Now, her weight loss program, the Livy Method, has tens of thousands of followers in 55 countries, she employs a staff of 43 and she has recently been named among Canada’s Most Powerful Women: Top 100 Award winners by the Women’s Executive Network (WXN) for the second time.

“I can go to the grocery store and I don’t have to think about how I am going to pay the bills and for a long time that was not always the case,” says Livy, a mother of four. “And that’s probably my favourite thing.

“Every time I go to the grocery store, that’s something that sticks with me.”

Livy, who is now 52, remarried and with children now aged 25, 22, 20 and 18, has long been a successful entrepreneur in the making. But, like many, the road to get there presented many twists, bumps and potholes.

She became active in the exercise space in high school when she came across an energetic aerobic class at her local YMCA and so wanted to be part of that. From there she became an instructor and personal trainer.

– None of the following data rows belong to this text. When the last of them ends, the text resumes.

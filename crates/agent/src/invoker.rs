use std::sync::Arc;

use chrono::Utc;
use mailsense_core::config::LlmConfig;
use mailsense_core::{
    parse_structured, AnalysisError, OutputSchema, StructuredOutput, Tier, UsageRecord,
    UsageTracker,
};
use tracing::{debug, info, warn};

use crate::llm::{ModelSelector, StructuredRequest};
use crate::prompts::PromptPair;

/// One structured-output call: what to ask, how the answer must look, and
/// which tier pays for it.
#[derive(Clone, Debug)]
pub struct Invocation {
    pub operation: &'static str,
    pub tier: Tier,
    pub prompt: PromptPair,
    pub schema: OutputSchema,
}

/// Resolves the tier, dispatches to the vendor adapter, validates the reply
/// against the schema and records token usage. No retries.
#[derive(Clone)]
pub struct StructuredInvoker {
    llm: LlmConfig,
    selector: Arc<dyn ModelSelector>,
    usage: Arc<UsageTracker>,
}

impl StructuredInvoker {
    pub fn new(llm: LlmConfig, selector: Arc<dyn ModelSelector>, usage: Arc<UsageTracker>) -> Self {
        Self { llm, selector, usage }
    }

    pub fn usage(&self) -> &Arc<UsageTracker> {
        &self.usage
    }

    pub async fn invoke<T: StructuredOutput>(&self, invocation: Invocation) -> Result<T, AnalysisError> {
        let Invocation { operation, tier, prompt, schema } = invocation;

        let profile = self.llm.resolve_tier(tier)?;
        let model = self.selector.select(&profile)?;
        let request = StructuredRequest {
            operation: operation.to_string(),
            model_id: profile.model_id.clone(),
            system_instruction: Some(prompt.system_instruction).filter(|text| !text.is_empty()),
            prompt: prompt.user_prompt,
            schema,
        };

        debug!(
            event_name = "llm.call.start",
            operation,
            tier = %tier,
            vendor = %profile.vendor,
            model = %profile.model_id,
            "invoking structured output"
        );

        let reply = model.generate_structured(&request).await.map_err(|error| {
            warn!(
                event_name = "llm.call.failed",
                operation,
                vendor = %profile.vendor,
                model = %profile.model_id,
                error_kind = error.kind(),
                error = %error,
                "structured output call failed"
            );
            error
        })?;

        let value = parse_structured::<T>(operation, reply.value).map_err(|error| {
            warn!(
                event_name = "llm.call.invalid_output",
                operation,
                vendor = %profile.vendor,
                model = %profile.model_id,
                error = %error,
                "model output rejected by schema"
            );
            error
        })?;

        match reply.usage {
            Some(usage) => {
                self.usage.record(UsageRecord {
                    vendor: profile.vendor,
                    model_id: profile.model_id.clone(),
                    input_tokens: usage.input_tokens,
                    output_tokens: usage.output_tokens,
                    timestamp: Utc::now(),
                    operation: operation.to_string(),
                });
                info!(
                    event_name = "llm.call.completed",
                    operation,
                    vendor = %profile.vendor,
                    model = %profile.model_id,
                    input_tokens = usage.input_tokens,
                    output_tokens = usage.output_tokens,
                    "structured output call completed"
                );
            }
            None => info!(
                event_name = "llm.call.completed",
                operation,
                vendor = %profile.vendor,
                model = %profile.model_id,
                "structured output call completed without usage data"
            ),
        }

        Ok(value)
    }
}
use thiserror::Error;

#[derive(Clone, Debug, Error, PartialEq, Eq)]
pub enum AnalysisError {
    #[error("configuration error: {0}")]
    Configuration(String),
    #[error("unsupported llm provider `{0}` (expected openai|anthropic|google)")]
    UnsupportedProvider(String),
    #[error("{operation} response failed schema validation: {message}")]
    SchemaValidation { operation: String, message: String },
    #[error("{vendor} call failed: {message}")]
    ProviderCall { vendor: String, message: String },
    #[error("could not fetch `{resource}`: {message}")]
    UpstreamFetch { resource: String, message: String },
    #[error("invalid request: {0}")]
    InvalidRequest(String),
}

impl AnalysisError {
    pub fn schema(operation: impl Into<String>, message: impl Into<String>) -> Self {
        Self::SchemaValidation { operation: operation.into(), message: message.into() }
    }

    pub fn provider(vendor: impl ToString, message: impl Into<String>) -> Self {
        Self::ProviderCall { vendor: vendor.to_string(), message: message.into() }
    }

    pub fn upstream(resource: impl Into<String>, message: impl Into<String>) -> Self {
        Self::UpstreamFetch { resource: resource.into(), message: message.into() }
    }

    /// Stable machine-readable code, used in logs and tool responses.
    pub fn kind(&self) -> &'static str {
        match self {
            Self::Configuration(_) => "configuration_error",
            Self::UnsupportedProvider(_) => "unsupported_provider",
            Self::SchemaValidation { .. } => "schema_validation_error",
            Self::ProviderCall { .. } => "provider_call_error",
            Self::UpstreamFetch { .. } => "upstream_fetch_error",
            Self::InvalidRequest(_) => "invalid_request",
        }
    }

    pub fn user_message(&self) -> &'static str {
        match self {
            Self::Configuration(_) => {
                "LLM credentials are misconfigured. Check the vendor API key settings."
            }
            Self::UnsupportedProvider(_) => {
                "The configured LLM vendor is not supported. Use openai, anthropic, or google."
            }
            Self::SchemaValidation { .. } => {
                "The model returned malformed output. Retrying later or switching models may help."
            }
            Self::ProviderCall { .. } => "The LLM vendor could not be reached or rejected the call.",
            Self::UpstreamFetch { .. } => "The email could not be loaded from the mail store.",
            Self::InvalidRequest(_) => "The request could not be processed. Check inputs and try again.",
        }
    }
}

#[cfg(test)]
mod tests {
    use crate::errors::AnalysisError;

    #[test]
    fn kinds_distinguish_operator_facing_failures() {
        let configuration = AnalysisError::Configuration("missing key".to_owned());
        let malformed = AnalysisError::schema("categorize", "unknown variant `SPAM`");
        let unreachable = AnalysisError::provider("openai", "connection refused");

        assert_eq!(configuration.kind(), "configuration_error");
        assert_eq!(malformed.kind(), "schema_validation_error");
        assert_eq!(unreachable.kind(), "provider_call_error");
        assert_ne!(configuration.user_message(), malformed.user_message());
        assert_ne!(malformed.user_message(), unreachable.user_message());
    }

    #[test]
    fn display_carries_operation_and_vendor_detail() {
        let malformed = AnalysisError::schema("detect_cold_email", "confidence 1.4 outside [0,1]");
        assert_eq!(
            malformed.to_string(),
            "detect_cold_email response failed schema validation: confidence 1.4 outside [0,1]"
        );

        let upstream = AnalysisError::upstream("message 18c2", "not found");
        assert_eq!(upstream.to_string(), "could not fetch `message 18c2`: not found");
    }
}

She continued working her way through the gym while she went to university.

“I also gained 100-something pounds,” she says.

The mystery was that she wasn’t necessarily overeating and she was teaching some serious aerobics classes.

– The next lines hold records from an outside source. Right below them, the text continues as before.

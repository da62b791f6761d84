use std::env;
use std::fs;
use std::path::{Path, PathBuf};

use secrecy::{ExposeSecret, SecretString};
use serde::{Deserialize, Serialize};
use thiserror::Error;

use crate::tiers::{ApiKeys, Vendor};

#[derive(Clone, Debug)]
pub struct AppConfig {
    pub llm: LlmConfig,
    pub cache: CacheConfig,
    pub batch: BatchConfig,
    pub mailbox: MailboxConfig,
    pub logging: LoggingConfig,
}

/// Vendor and model selection for the two analysis tiers.
///
/// Vendor names stay as raw strings until [`LlmConfig::resolve`] so an
/// unrecognised vendor surfaces as an unsupported-provider failure rather than
/// a parse failure.
#[derive(Clone, Debug)]
pub struct LlmConfig {
    pub provider: String,
    pub economy_provider: Option<String>,
    pub default_model: Option<String>,
    pub economy_model: Option<String>,
    pub api_keys: ApiKeys,
    pub timeout_secs: u64,
}

#[derive(Clone, Debug)]
pub struct CacheConfig {
    pub ttl_secs: u64,
}

#[derive(Clone, Debug)]
pub struct BatchConfig {
    pub max_messages: usize,
}

#[derive(Clone, Debug, Default)]
pub struct MailboxConfig {
    pub path: Option<PathBuf>,
}

#[derive(Clone, Debug)]
pub struct LoggingConfig {
    pub level: String,
    pub format: LogFormat,
}

#[derive(Clone, Copy, Debug, PartialEq, Eq, Serialize, Deserialize)]
#[serde(rename_all = "snake_case")]
pub enum LogFormat {
    Compact,
    Pretty,
    Json,
}

#[derive(Clone, Debug, Default)]
pub struct ConfigOverrides {
    pub log_level: Option<String>,
    pub llm_provider: Option<String>,
    pub llm_economy_provider: Option<String>,
    pub llm_default_model: Option<String>,
    pub llm_economy_model: Option<String>,
    pub openai_api_key: Option<String>,
    pub anthropic_api_key: Option<String>,
    pub google_api_key: Option<String>,
    pub cache_ttl_secs: Option<u64>,
    pub batch_max_messages: Option<usize>,
    pub mailbox_path: Option<PathBuf>,
}

#[derive(Clone, Debug, Default)]
pub struct LoadOptions {
    pub config_path: Option<PathBuf>,
    pub require_file: bool,
    pub overrides: ConfigOverrides,
}

#[derive(Debug, Error)]
pub enum ConfigError {
    #[error("could not read config file `{path}`: {source}")]
    ReadFile { path: PathBuf, source: std::io::Error },
    #[error("could not parse config file `{path}`: {source}")]
    ParseFile { path: PathBuf, source: toml::de::Error },
    #[error("required config file was not found: `{0}`")]
    MissingConfigFile(PathBuf),
    #[error("environment variable interpolation failed for `{var}`")]
    MissingEnvInterpolation { var: String },
    #[error("unterminated environment interpolation expression")]
    UnterminatedInterpolation,
    #[error("invalid environment override for `{key}`: `{value}`")]
    InvalidEnvOverride { key: String, value: String },
    #[error("configuration validation failed: {0}")]
    Validation(String),
}

pub const DEFAULT_CACHE_TTL_SECS: u64 = 3600;
pub const DEFAULT_BATCH_MAX_MESSAGES: usize = 50;

impl Default for AppConfig {
    fn default() -> Self {
        Self {
            llm: LlmConfig {
                provider: Vendor::Google.as_str().to_string(),
                economy_provider: None,
                default_model: None,
                economy_model: None,
                api_keys: ApiKeys::default(),
                timeout_secs: 60,
            },
            cache: CacheConfig { ttl_secs: DEFAULT_CACHE_TTL_SECS },
            batch: BatchConfig { max_messages: DEFAULT_BATCH_MAX_MESSAGES },
            mailbox: MailboxConfig::default(),
            logging: LoggingConfig { level: "info".to_string(), format: LogFormat::Compact },
        }
    }
}

fn secret_value(value: String) -> SecretString {
    value.into()
}

impl std::str::FromStr for LogFormat {
    type Err = ConfigError;

    fn from_str(value: &str) -> Result<Self, Self::Err> {
        match value.trim().to_ascii_lowercase().as_str() {
            "compact" => Ok(Self::Compact),
            "pretty" => Ok(Self::Pretty),
            "json" => Ok(Self::Json),
            other => Err(ConfigError::Validation(format!(
                "unsupported log format `{other}` (expected compact|pretty|json)"
            ))),
        }
    }
}

impl AppConfig {
    pub fn load(options: LoadOptions) -> Result<Self, ConfigError> {
        let mut config = Self::default();
        let maybe_path = resolve_config_path(options.config_path.as_deref());

        if let Some(path) = maybe_path {
            let patch = read_patch(&path)?;
            config.apply_patch(patch);
        } else if options.require_file {
            let expected = options.config_path.unwrap_or_else(|| PathBuf::from("mailsense.toml"));
            return Err(ConfigError::MissingConfigFile(expected));
        }

        config.apply_env_overrides()?;
        config.apply_overrides(options.overrides);
        config.validate()?;

        Ok(config)
    }

    fn apply_patch(&mut self, patch: ConfigPatch) {
        if let Some(llm) = patch.llm {
            if let Some(provider) = llm.provider {
                self.llm.provider = provider;
            }
            if let Some(economy_provider) = llm.economy_provider {
                self.llm.economy_provider = Some(economy_provider);
            }
            if let Some(default_model) = llm.default_model {
                self.llm.default_model = Some(default_model);
            }
            if let Some(economy_model) = llm.economy_model {
                self.llm.economy_model = Some(economy_model);
            }
            if let Some(openai_key_value) = llm.openai_api_key {
                self.llm.api_keys.openai = Some(secret_value(openai_key_value));
            }
            if let Some(anthropic_key_value) = llm.anthropic_api_key {
                self.llm.api_keys.anthropic = Some(secret_value(anthropic_key_value));
            }
            if let Some(google_key_value) = llm.google_api_key {
                self.llm.api_keys.google = Some(secret_value(google_key_value));
            }
            if let Some(timeout_secs) = llm.timeout_secs {
                self.llm.timeout_secs = timeout_secs;
            }
        }

        if let Some(cache) = patch.cache {
            if let Some(ttl_secs) = cache.ttl_secs {
                self.cache.ttl_secs = ttl_secs;
            }
        }

        if let Some(batch) = patch.batch {
            if let Some(max_messages) = batch.max_messages {
                self.batch.max_messages = max_messages;
            }
        }

        if let Some(mailbox) = patch.mailbox {
            if let Some(path) = mailbox.path {
                self.mailbox.path = Some(path);
            }
        }

        if let Some(logging) = patch.logging {
            if let Some(level) = logging.level {
                self.logging.level = level;
            }
            if let Some(format) = logging.format {
                self.logging.format = format;
            }
        }
    }

    fn apply_env_overrides(&mut self) -> Result<(), ConfigError> {
        if let Some(value) = read_env("MAILSENSE_LLM_PROVIDER") {
            self.llm.provider = value;
        }
        if let Some(value) = read_env("MAILSENSE_LLM_ECONOMY_PROVIDER") {
            self.llm.economy_provider = Some(value);
        }
        if let Some(value) = read_env("MAILSENSE_LLM_DEFAULT_MODEL") {
            self.llm.default_model = Some(value);
        }
        if let Some(value) = read_env("MAILSENSE_LLM_ECONOMY_MODEL") {
            self.llm.economy_model = Some(value);
        }
        if let Some(value) = read_env("MAILSENSE_LLM_TIMEOUT_SECS") {
            self.llm.timeout_secs = parse_u64("MAILSENSE_LLM_TIMEOUT_SECS", &value)?;
        }

        for vendor in Vendor::ALL {
            let scoped = format!("MAILSENSE_{}", vendor.api_key_env());
            let value = read_env(&scoped).or_else(|| read_env(vendor.api_key_env()));
            if let Some(value) = value {
                self.llm.api_keys.set(vendor, secret_value(value));
            }
        }

        if let Some(value) = read_env("MAILSENSE_CACHE_TTL_SECS") {
            self.cache.ttl_secs = parse_u64("MAILSENSE_CACHE_TTL_SECS", &value)?;
        }
        if let Some(value) = read_env("MAILSENSE_BATCH_MAX_MESSAGES") {
            self.batch.max_messages = parse_usize("MAILSENSE_BATCH_MAX_MESSAGES", &value)?;
        }
        if let Some(value) = read_env("MAILSENSE_MAILBOX_PATH") {
            self.mailbox.path = Some(PathBuf::from(value));
        }

        let log_level =
            read_env("MAILSENSE_LOGGING_LEVEL").or_else(|| read_env("MAILSENSE_LOG_LEVEL"));
        if let Some(value) = log_level {
            self.logging.level = value;
        }
        let log_format =
            read_env("MAILSENSE_LOGGING_FORMAT").or_else(|| read_env("MAILSENSE_LOG_FORMAT"));
        if let Some(value) = log_format {
            self.logging.format = value.parse()?;
        }

        Ok(())
    }

    fn apply_overrides(&mut self, overrides: ConfigOverrides) {
        if let Some(log_level) = overrides.log_level {
            self.logging.level = log_level;
        }
        if let Some(provider) = overrides.llm_provider {
            self.llm.provider = provider;
        }
        if let Some(economy_provider) = overrides.llm_economy_provider {
            self.llm.economy_provider = Some(economy_provider);
        }
        if let Some(default_model) = overrides.llm_default_model {
            self.llm.default_model = Some(default_model);
        }
        if let Some(economy_model) = overrides.llm_economy_model {
            self.llm.economy_model = Some(economy_model);
        }
        if let Some(openai_api_key) = overrides.openai_api_key {
            self.llm.api_keys.openai = Some(secret_value(openai_api_key));
        }
        if let Some(anthropic_api_key) = overrides.anthropic_api_key {
            self.llm.api_keys.anthropic = Some(secret_value(anthropic_api_key));
        }
        if let Some(google_api_key) = overrides.google_api_key {
            self.llm.api_keys.google = Some(secret_value(google_api_key));
        }
        if let Some(ttl_secs) = overrides.cache_ttl_secs {
            self.cache.ttl_secs = ttl_secs;
        }
        if let Some(max_messages) = overrides.batch_max_messages {
            self.batch.max_messages = max_messages;
        }
        if let Some(path) = overrides.mailbox_path {
            self.mailbox.path = Some(path);
        }
    }

    pub fn validate(&self) -> Result<(), ConfigError> {
        validate_llm(&self.llm)?;
        validate_batch(&self.batch)?;
        validate_logging(&self.logging)?;
        Ok(())
    }
}

fn resolve_config_path(explicit_path: Option<&Path>) -> Option<PathBuf> {
    if let Some(path) = explicit_path {
        return path.exists().then_some(path.to_path_buf());
    }

    [PathBuf::from("mailsense.toml"), PathBuf::from("config/mailsense.toml")]
        .into_iter()
        .find(|path| path.exists())
}

fn read_patch(path: &Path) -> Result<ConfigPatch, ConfigError> {
    let raw = fs::read_to_string(path)
        .map_err(|source| ConfigError::ReadFile { path: path.to_path_buf(), source })?;

    let interpolated = interpolate_env_vars(&raw)?;
    toml::from_str::<ConfigPatch>(&interpolated)
        .map_err(|source| ConfigError::ParseFile { path: path.to_path_buf(), source })
}

fn interpolate_env_vars(input: &str) -> Result<String, ConfigError> {
    let mut output = String::with_capacity(input.len());
    let mut chars = input.chars().peekable();

    while let Some(ch) = chars.next() {
        if ch == '$' && matches!(chars.peek(), Some('{')) {
            chars.next();
            let mut key = String::new();

            loop {
                match chars.next() {
                    Some('}') => break,
                    Some(next) => key.push(next),
                    None => return Err(ConfigError::UnterminatedInterpolation),
                }
            }

            let value = env::var(&key)
                .map_err(|_| ConfigError::MissingEnvInterpolation { var: key.clone() })?;
            output.push_str(&value);
            continue;
        }

        output.push(ch);
    }

    Ok(output)
}

fn validate_llm(llm: &LlmConfig) -> Result<(), ConfigError> {
    if llm.timeout_secs == 0 || llm.timeout_secs > 300 {
        return Err(ConfigError::Validation(
            "llm.timeout_secs must be in range 1..=300".to_string(),
        ));
    }

    for (name, model) in [("llm.default_model", &llm.default_model), ("llm.economy_model", &llm.economy_model)]
    {
        if model.as_ref().is_some_and(|value| value.trim().is_empty()) {
            return Err(ConfigError::Validation(format!("{name} must not be blank when set")));
        }
    }

    // Tier resolution is the authority on vendor names and key presence.
    llm.resolve().map_err(|error| ConfigError::Validation(error.to_string()))?;

    Ok(())
}

fn validate_batch(batch: &BatchConfig) -> Result<(), ConfigError> {
    if batch.max_messages == 0 || batch.max_messages > 500 {
        return Err(ConfigError::Validation(
            "batch.max_messages must be in range 1..=500".to_string(),
        ));
    }

    Ok(())
}

fn validate_logging(logging: &LoggingConfig) -> Result<(), ConfigError> {
    let level = logging.level.trim().to_ascii_lowercase();
    match level.as_str() {
        "trace" | "debug" | "info" | "warn" | "error" => Ok(()),
        _ => Err(ConfigError::Validation(
            "logging.level must be one of trace|debug|info|warn|error".to_string(),
        )),
    }
}

/// True when a secret is present and not just whitespace.
pub(crate) fn has_secret(value: Option<&SecretString>) -> bool {
    value.map(|secret| !secret.expose_secret().trim().is_empty()).unwrap_or(false)
}

fn read_env(key: &str) -> Option<String> {
    env::var(key).ok().filter(|value| !value.trim().is_empty())
}

fn parse_u64(key: &str, value: &str) -> Result<u64, ConfigError> {
    value.parse::<u64>().map_err(|_| ConfigError::InvalidEnvOverride {
        key: key.to_string(),
        value: value.to_string(),
    })
}

fn parse_usize(key: &str, value: &str) -> Result<usize, ConfigError> {
    value.parse::<usize>().map_err(|_| ConfigError::InvalidEnvOverride {
        key: key.to_string(),
        value: value.to_string(),
    })
}

#[derive(Debug, Default, Deserialize)]
struct ConfigPatch {
    llm: Option<LlmPatch>,
    cache: Option<CachePatch>,
    batch: Option<BatchPatch>,
    mailbox: Option<MailboxPatch>,
    logging: Option<LoggingPatch>,
}

#[derive(Debug, Default, Deserialize)]
struct LlmPatch {
    provider: Option<String>,
    economy_provider: Option<String>,
    default_model: Option<String>,
    economy_model: Option<String>,
    openai_api_key: Option<String>,
    anthropic_api_key: Option<String>,
    google_api_key: Option<String>,
    timeout_secs: Option<u64>,
}

#[derive(Debug, Default, Deserialize)]
struct CachePatch {
    ttl_secs: Option<u64>,
}

#[derive(Debug, Default, Deserialize)]
struct BatchPatch {
    max_messages: Option<usize>,
}

#[derive(Debug, Default, Deserialize)]
struct MailboxPatch {
    path: Option<PathBuf>,
}

#[derive(Debug, Default, Deserialize)]
struct LoggingPatch {
    level: Option<String>,
    format: Option<LogFormat>,
}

Those extra pounds started disappearing after she met her first husband, a chef.

“It seemed like the more I ate, the more weight I lost,” adding that she realized she was getting more sleep, something she didn’t have a lot of when going to university.

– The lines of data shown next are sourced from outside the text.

use std::sync::Arc;

use mailsense_agent::AgentRuntime;
use mailsense_core::config::{AppConfig, ConfigError, LoadOptions};
use mailsense_core::{AnalysisError, InMemoryMailbox, MailSource, MailboxLoadError};
use thiserror::Error;
use tracing::{info, warn};

pub struct Application {
    pub config: AppConfig,
    pub runtime: AgentRuntime,
}

#[derive(Debug, Error)]
pub enum BootstrapError {
    #[error(transparent)]
    Config(#[from] ConfigError),
    #[error("mailbox could not be opened: {0}")]
    Mailbox(#[from] MailboxLoadError),
    #[error("analysis runtime could not be built: {0}")]
    Runtime(#[from] AnalysisError),
}

pub fn bootstrap(options: LoadOptions) -> Result<Application, BootstrapError> {
    let config = AppConfig::load(options)?;
    bootstrap_with_config(config)
}

pub fn bootstrap_with_config(config: AppConfig) -> Result<Application, BootstrapError> {
    info!(
        event_name = "system.bootstrap.start",
        correlation_id = "bootstrap",
        "starting application bootstrap"
    );

    let mail = open_mailbox(&config)?;
    let runtime = AgentRuntime::from_config(&config, mail)?;

    info!(
        event_name = "system.bootstrap.ready",
        correlation_id = "bootstrap",
        provider = %config.llm.provider,
        "application bootstrap complete"
    );
    Ok(Application { config, runtime })
}

fn open_mailbox(config: &AppConfig) -> Result<Arc<dyn MailSource>, MailboxLoadError> {
    match &config.mailbox.path {
        Some(path) => {
            let mailbox = InMemoryMailbox::from_json_file(path)?;
            info!(
                event_name = "system.bootstrap.mailbox_loaded",
                correlation_id = "bootstrap",
                path = %path.display(),
                messages = mailbox.len(),
                "mailbox file loaded"
            );
            Ok(Arc::new(mailbox))
        }
        None => {
            warn!(
                event_name = "system.bootstrap.mailbox_empty",
                correlation_id = "bootstrap",
                "no mailbox path configured; every fetch will fail"
            );
            Ok(Arc::new(InMemoryMailbox::default()))
        }
    }
}

#[cfg(test)]
mod tests {
    use std::fs;

    use mailsense_core::config::{ConfigOverrides, LoadOptions};
    use tempfile::TempDir;

    use super::{bootstrap, BootstrapError};

    fn overrides(dir: &TempDir, mailbox: Option<&str>) -> ConfigOverrides {
        ConfigOverrides {
            llm_provider: Some("google".to_string()),
            google_api_key: Some("test-google-key".to_string()),
            mailbox_path: mailbox.map(|name| dir.path().join(name)),
            ..ConfigOverrides::default()
        }
    }

    #[test]
    fn bootstrap_loads_mailbox_and_config_file() {
        let dir = TempDir::new().expect("tempdir");
        fs::write(
            dir.path().join("mailbox.json"),
            r#"[{"id": "m1", "from": "a@corp.com", "subject": "Hi", "snippet": "hello"}]"#,
        )
        .expect("write mailbox");
        let config_path = dir.path().join("mailsense.toml");
        fs::write(&config_path, "[cache]\nttl_secs = 120\n\n[batch]\nmax_messages = 20\n")
            .expect("write config");

        let app = bootstrap(LoadOptions {
            config_path: Some(config_path),
            require_file: true,
            overrides: overrides(&dir, Some("mailbox.json")),
        })
        .expect("bootstrap succeeds");

        assert_eq!(app.config.cache.ttl_secs, 120);
        assert_eq!(app.runtime.batch().max_messages(), 20);
    }

    #[test]
    fn unreadable_mailbox_fails_bootstrap() {
        let dir = TempDir::new().expect("tempdir");

        let result = bootstrap(LoadOptions {
            config_path: None,
            require_file: false,
            overrides: overrides(&dir, Some("missing.json")),
        });

        assert!(matches!(result, Err(BootstrapError::Mailbox(_))));
    }
}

She began researching her experience and learning about how food breaks down in the body. When the weight started disappearing, people in the gym approached her for support.

She continued her fitness regime and helping others with weight control while working in television in Barrie and then Toronto, which included hosting a longtime Newmarket cable television show about health, fitness and weight loss.

She extended her weight loss program to Facebook users, developing the foundation for the remote business she launched during the pandemic. Her current husband, who has an MBA, quit his job with Amazon and, as a 50-50 partner, helped scale it.

She now runs a 91-day program three times per year. She had 29,000 people sign up for the last session, charging $80 per person.

Subscribers follow the program through an app. It’s supported through a daily podcast that often features topic experts and specialists. There’s an interactive Facebook page and there are books that subscribers can follow.

“It’s all about following a basic food plan and there’s a lot of flexibility in that,” she says. “We’re basically teaching you how to keep in touch with your body’s needs.

“It’s not the losing that people have a hard time with… it’s about having sustainable lifestyle changes.”

Livy attributes the growth of her business primarily to referrals but there is now a concerted marketing effort to support the weight loss and maintenance programs.

Livy is interested in continuing to build her business, by re-investing profits to perhaps developing products and services geared for women in her age group, although she hasn’t yet decided what that will look like.

And she’s been in conversations with investors. Last year she and her husband, Tony An, appeared on the CBC television program Dragon’s Den seeking $250,000 for 3.5 per cent of their business. They ultimately accepted an offer from investors Michele Romanow and Manjit Minhas of $500,000 for eight per cent of the company. No deal has yet been finalized.

Livy, meanwhile, is now living a comfortable life, living in a comfortable home in Newmarket, driving her first new car and enjoying taking trips as she continues to scale her company.